Report every line of the records beneath this task that holds the string "title".

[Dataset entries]
- - - -
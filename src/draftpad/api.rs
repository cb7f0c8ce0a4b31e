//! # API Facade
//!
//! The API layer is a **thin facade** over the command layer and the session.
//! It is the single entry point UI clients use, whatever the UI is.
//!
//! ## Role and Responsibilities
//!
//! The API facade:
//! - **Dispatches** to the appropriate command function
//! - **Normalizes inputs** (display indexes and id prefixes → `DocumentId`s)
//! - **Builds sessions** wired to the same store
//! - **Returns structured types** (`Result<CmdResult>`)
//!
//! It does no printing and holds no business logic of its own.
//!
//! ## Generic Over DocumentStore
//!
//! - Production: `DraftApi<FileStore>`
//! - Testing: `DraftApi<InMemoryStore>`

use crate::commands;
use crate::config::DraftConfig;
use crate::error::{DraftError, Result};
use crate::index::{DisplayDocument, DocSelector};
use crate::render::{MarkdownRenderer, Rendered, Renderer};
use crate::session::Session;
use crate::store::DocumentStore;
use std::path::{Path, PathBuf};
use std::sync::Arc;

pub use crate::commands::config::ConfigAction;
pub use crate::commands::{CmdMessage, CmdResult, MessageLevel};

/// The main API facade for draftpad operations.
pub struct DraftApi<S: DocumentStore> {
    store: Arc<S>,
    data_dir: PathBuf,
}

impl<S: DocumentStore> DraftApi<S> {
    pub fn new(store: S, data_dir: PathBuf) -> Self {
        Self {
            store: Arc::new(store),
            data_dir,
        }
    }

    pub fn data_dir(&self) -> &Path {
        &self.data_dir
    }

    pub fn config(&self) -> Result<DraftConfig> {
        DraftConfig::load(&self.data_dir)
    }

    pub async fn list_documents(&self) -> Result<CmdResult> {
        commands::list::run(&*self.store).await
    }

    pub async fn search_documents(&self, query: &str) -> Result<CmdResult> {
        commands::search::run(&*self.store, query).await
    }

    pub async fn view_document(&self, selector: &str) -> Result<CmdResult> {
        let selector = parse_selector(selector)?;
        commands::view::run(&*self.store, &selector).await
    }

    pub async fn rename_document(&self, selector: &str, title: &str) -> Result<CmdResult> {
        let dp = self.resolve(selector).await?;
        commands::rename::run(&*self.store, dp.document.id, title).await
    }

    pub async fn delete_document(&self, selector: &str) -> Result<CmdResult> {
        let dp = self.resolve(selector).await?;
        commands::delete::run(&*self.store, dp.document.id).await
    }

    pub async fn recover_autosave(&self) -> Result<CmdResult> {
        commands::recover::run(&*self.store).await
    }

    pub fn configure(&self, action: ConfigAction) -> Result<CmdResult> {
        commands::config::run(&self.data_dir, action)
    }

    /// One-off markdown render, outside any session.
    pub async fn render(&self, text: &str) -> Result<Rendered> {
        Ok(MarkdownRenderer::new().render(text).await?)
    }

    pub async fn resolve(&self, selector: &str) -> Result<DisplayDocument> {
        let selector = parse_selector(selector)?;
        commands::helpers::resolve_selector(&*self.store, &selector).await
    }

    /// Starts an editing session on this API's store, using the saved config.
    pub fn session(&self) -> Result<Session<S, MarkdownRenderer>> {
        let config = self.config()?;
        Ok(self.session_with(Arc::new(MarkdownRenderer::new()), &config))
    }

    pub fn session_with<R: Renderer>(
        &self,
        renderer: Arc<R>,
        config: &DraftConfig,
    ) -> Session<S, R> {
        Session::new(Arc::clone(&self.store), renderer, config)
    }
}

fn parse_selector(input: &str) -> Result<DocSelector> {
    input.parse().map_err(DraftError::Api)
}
- - - -
* Response for this exercise *
    pub async fn rename_document(&self, selector: &str, title: &str) -> Result<CmdResult> {
        commands::rename::run(&*self.store, dp.document.id, title).await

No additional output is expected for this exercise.